EXTRACTED MATERIAL >>
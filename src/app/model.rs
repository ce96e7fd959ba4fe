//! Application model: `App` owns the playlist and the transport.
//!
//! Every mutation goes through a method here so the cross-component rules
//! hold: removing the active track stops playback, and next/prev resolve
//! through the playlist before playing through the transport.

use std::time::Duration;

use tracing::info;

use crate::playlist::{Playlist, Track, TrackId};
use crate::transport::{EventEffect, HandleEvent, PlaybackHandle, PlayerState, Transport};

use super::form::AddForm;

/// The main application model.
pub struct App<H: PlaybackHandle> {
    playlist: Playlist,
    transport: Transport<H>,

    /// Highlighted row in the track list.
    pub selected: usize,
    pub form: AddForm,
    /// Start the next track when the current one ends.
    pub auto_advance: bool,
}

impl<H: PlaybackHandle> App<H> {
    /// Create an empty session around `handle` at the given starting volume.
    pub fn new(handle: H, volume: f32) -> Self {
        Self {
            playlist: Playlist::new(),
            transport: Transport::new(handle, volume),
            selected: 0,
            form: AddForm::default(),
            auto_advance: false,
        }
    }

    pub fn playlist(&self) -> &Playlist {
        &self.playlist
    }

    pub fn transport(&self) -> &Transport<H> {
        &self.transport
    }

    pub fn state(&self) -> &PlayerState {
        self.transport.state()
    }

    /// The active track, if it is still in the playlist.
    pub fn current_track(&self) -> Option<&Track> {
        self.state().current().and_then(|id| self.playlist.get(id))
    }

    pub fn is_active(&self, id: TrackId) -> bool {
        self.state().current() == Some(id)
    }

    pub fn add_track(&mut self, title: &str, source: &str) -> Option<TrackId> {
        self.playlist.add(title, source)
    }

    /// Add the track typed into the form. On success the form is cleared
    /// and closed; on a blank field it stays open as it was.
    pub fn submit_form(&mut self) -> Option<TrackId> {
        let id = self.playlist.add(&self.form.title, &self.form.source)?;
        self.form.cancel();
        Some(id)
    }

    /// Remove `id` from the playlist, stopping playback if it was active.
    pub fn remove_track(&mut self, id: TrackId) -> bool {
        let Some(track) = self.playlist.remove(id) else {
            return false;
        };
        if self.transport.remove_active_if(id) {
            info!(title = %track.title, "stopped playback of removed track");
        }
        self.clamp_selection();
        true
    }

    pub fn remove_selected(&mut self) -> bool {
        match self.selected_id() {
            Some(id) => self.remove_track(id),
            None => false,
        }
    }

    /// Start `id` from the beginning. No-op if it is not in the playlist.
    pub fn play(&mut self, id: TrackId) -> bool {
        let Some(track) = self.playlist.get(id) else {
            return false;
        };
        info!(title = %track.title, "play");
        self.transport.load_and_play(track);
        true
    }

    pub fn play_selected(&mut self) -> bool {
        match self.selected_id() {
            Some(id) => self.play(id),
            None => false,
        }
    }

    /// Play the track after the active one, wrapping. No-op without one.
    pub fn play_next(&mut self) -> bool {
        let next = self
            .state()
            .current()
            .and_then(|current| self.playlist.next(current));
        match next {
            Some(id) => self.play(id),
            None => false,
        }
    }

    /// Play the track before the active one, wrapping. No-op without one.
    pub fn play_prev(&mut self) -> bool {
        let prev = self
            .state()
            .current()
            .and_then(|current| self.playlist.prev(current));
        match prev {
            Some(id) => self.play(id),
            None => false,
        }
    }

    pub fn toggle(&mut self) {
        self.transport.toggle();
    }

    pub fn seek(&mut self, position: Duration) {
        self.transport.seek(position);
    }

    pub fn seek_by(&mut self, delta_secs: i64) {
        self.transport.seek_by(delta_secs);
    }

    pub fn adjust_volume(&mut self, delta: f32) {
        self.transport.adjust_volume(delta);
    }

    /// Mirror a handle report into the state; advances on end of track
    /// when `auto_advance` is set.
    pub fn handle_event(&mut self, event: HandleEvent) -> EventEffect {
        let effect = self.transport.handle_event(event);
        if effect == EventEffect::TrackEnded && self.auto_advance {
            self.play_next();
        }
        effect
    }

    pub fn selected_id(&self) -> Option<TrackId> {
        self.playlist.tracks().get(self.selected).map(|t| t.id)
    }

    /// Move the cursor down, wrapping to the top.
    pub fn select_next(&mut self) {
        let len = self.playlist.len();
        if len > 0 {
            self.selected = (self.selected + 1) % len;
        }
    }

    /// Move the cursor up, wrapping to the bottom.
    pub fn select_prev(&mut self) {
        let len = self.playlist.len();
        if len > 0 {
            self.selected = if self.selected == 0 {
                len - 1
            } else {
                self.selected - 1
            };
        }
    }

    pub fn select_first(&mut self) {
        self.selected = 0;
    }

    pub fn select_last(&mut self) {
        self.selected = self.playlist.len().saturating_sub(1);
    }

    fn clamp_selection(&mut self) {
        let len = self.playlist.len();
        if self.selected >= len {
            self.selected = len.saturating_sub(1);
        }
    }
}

* * *

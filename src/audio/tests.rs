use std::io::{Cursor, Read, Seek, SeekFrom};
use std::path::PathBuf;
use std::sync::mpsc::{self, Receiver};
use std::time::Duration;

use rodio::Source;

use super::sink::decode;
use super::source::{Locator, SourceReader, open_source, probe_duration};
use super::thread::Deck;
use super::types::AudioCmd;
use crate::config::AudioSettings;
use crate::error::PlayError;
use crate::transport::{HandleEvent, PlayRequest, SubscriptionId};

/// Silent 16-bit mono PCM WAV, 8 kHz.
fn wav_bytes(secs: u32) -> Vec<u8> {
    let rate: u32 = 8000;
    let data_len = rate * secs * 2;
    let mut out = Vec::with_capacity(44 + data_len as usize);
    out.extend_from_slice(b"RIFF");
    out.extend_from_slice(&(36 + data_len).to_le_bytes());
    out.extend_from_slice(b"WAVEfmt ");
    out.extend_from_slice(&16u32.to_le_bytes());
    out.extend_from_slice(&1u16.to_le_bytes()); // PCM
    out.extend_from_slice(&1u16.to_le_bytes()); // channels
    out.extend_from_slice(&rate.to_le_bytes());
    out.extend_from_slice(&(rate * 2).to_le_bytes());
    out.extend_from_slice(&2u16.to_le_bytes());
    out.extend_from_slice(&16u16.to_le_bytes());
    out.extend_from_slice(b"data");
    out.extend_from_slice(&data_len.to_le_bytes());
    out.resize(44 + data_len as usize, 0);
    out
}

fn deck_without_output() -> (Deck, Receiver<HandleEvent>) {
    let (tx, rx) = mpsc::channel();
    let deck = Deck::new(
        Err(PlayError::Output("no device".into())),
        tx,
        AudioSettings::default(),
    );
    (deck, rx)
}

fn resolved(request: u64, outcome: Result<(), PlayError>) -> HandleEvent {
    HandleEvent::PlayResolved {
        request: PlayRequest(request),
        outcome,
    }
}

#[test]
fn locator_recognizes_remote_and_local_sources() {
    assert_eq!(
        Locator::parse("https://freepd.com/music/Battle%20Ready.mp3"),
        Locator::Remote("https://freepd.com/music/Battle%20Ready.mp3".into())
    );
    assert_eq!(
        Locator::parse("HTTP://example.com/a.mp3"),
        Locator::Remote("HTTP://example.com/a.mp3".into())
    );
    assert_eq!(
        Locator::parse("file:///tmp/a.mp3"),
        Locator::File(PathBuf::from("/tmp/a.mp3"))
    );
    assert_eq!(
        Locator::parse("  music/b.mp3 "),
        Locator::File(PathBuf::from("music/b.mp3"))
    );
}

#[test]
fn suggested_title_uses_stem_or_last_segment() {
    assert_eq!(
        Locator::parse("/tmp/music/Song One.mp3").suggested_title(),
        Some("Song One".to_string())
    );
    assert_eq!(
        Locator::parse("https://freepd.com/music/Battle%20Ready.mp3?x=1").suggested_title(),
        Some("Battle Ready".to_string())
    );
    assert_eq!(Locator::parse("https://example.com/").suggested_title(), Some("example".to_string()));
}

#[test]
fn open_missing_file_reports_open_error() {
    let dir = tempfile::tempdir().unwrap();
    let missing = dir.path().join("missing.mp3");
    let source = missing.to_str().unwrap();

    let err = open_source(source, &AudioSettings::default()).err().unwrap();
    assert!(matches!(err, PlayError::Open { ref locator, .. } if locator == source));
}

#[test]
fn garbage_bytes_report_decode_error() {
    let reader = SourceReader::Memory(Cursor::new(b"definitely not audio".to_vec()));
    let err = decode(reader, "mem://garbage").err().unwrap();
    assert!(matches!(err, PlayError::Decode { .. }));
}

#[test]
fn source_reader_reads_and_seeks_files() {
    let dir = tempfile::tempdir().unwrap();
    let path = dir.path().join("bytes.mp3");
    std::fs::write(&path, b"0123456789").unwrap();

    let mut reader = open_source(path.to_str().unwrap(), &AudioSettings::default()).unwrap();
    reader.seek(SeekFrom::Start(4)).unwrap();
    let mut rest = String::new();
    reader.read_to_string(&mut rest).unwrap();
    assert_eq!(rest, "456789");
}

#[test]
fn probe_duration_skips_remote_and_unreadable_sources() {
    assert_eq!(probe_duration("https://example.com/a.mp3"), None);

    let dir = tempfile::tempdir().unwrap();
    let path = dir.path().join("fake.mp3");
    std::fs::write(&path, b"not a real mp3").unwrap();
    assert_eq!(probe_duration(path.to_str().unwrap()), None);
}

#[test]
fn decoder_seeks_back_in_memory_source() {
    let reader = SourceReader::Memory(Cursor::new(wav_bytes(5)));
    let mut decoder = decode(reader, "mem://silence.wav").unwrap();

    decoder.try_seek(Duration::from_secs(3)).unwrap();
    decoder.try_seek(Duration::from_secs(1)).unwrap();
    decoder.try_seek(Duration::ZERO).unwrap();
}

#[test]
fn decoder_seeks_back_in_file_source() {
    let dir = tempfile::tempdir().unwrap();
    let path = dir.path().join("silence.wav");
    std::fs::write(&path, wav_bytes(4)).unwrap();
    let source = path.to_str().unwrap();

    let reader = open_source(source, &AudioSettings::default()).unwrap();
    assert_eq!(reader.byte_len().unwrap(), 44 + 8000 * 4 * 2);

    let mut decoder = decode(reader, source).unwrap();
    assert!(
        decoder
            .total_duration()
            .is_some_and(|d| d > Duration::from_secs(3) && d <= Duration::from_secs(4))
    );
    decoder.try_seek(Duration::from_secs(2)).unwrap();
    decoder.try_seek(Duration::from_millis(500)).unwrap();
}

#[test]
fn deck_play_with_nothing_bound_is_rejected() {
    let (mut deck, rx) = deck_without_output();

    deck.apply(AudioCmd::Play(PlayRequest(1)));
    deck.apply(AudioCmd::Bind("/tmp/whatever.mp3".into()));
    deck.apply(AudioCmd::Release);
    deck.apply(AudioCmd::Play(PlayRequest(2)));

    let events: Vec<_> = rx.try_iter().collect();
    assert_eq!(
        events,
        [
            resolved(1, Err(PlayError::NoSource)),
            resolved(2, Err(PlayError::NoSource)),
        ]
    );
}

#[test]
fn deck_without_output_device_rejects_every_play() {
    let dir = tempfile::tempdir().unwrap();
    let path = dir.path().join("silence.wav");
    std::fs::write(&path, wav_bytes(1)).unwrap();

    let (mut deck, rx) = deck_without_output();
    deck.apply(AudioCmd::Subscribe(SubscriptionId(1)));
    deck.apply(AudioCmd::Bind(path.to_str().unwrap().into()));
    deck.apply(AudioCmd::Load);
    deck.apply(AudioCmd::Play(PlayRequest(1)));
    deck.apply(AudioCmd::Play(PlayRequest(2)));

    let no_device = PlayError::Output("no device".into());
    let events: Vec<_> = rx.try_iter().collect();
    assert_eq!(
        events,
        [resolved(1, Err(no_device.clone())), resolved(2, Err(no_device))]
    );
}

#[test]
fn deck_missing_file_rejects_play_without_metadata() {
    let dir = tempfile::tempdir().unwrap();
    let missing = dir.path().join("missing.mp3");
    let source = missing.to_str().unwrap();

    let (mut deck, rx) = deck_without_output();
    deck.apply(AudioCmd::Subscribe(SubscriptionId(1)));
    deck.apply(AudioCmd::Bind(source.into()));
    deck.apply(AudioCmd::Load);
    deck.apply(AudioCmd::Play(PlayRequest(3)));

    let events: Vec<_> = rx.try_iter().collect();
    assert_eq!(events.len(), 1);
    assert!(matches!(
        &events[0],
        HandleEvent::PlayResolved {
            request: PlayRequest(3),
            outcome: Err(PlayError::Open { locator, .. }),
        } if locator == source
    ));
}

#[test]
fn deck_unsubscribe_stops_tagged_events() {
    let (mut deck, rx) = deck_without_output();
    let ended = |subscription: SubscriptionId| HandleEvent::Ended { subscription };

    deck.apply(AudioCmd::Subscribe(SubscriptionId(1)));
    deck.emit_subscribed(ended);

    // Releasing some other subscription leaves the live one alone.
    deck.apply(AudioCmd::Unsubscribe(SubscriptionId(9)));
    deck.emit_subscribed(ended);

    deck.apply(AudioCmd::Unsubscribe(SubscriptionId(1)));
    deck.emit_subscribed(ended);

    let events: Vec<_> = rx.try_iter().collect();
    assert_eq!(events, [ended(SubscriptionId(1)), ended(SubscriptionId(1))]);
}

HOW TO COMPLETE THIS TASK >>
Show the lines above that have the word "wrapping".

EXERCISE RESPONSE >>
    /// Play the track after the active one, wrapping. No-op without one.
    /// Play the track before the active one, wrapping. No-op without one.
    /// Move the cursor down, wrapping to the top.
    /// Move the cursor up, wrapping to the bottom.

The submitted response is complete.